→ **WORK REQUEST**
Could you filter the records below and keep only the lines with the word "NormalFormReport"?
*** RECORDS ***
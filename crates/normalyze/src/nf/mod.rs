//! Normal form classification (1NF, 2NF, 3NF).

mod checker;
mod report;

pub use checker::{is_partial_dependency, is_transitive_dependency, NormalFormChecker};
pub use report::{FormCheck, NormalForm, NormalFormReport, NormalFormViolation};
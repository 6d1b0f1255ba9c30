//! Normalyze: a relational normalization engine for tabular sample data.
//!
//! Given a relation sample (rows plus an attribute universe), Normalyze
//! detects the functional dependencies that appear to hold, derives minimal
//! candidate keys, classifies compliance with 1NF/2NF/3NF, and produces a
//! lossless decomposition into normalized tables.
//!
//! # Core Principles
//!
//! - **Pure**: every operation is a synchronous function of its explicit
//!   inputs; nothing is cached across datasets and there is no global state.
//! - **Bounded**: FD detection and key search are deliberate heuristics with
//!   documented caps; exceeding a cap degrades to a best-effort fallback,
//!   never an error.
//! - **No I/O**: parsing, SQL generation, and persistence are caller
//!   responsibilities.
//!
//! # Example
//!
//! ```
//! use normalyze::{Dataset, Normalyze};
//! use serde_json::json;
//!
//! let rows = vec![
//!     [("id".to_string(), json!(1)), ("name".to_string(), json!("Alice"))]
//!         .into_iter()
//!         .collect(),
//!     [("id".to_string(), json!(2)), ("name".to_string(), json!("Bob"))]
//!         .into_iter()
//!         .collect(),
//! ];
//! let dataset = Dataset::new(vec!["id".into(), "name".into()], rows).unwrap();
//!
//! let result = Normalyze::new().analyze(&dataset).unwrap();
//! println!("Current form: {}", result.forms.current_form);
//! ```

pub mod decompose;
pub mod error;
pub mod fd;
pub mod input;
pub mod keys;
pub mod nf;

mod normalyze;

pub use crate::normalyze::{AnalysisResult, AnalysisSummary, Normalyze, NormalyzeConfig};
pub use decompose::{
    verify_lossless, ForeignKey, LosslessCheck, NormalizationStage, SchemaDecomposer, TableSchema,
};
pub use error::{NormalyzeError, Result};
pub use fd::{closure, DependencyTest, DetectorConfig, FdDetector, FunctionalDependency};
pub use input::{Dataset, Row};
pub use keys::{CancelToken, CandidateKeyFinder, KeySearch, KeySearchConfig};
pub use nf::{FormCheck, NormalForm, NormalFormChecker, NormalFormReport, NormalFormViolation};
***
→ **TASK ANSWER**
pub use report::{FormCheck, NormalForm, NormalFormReport, NormalFormViolation};
pub use nf::{FormCheck, NormalForm, NormalFormChecker, NormalFormReport, NormalFormViolation};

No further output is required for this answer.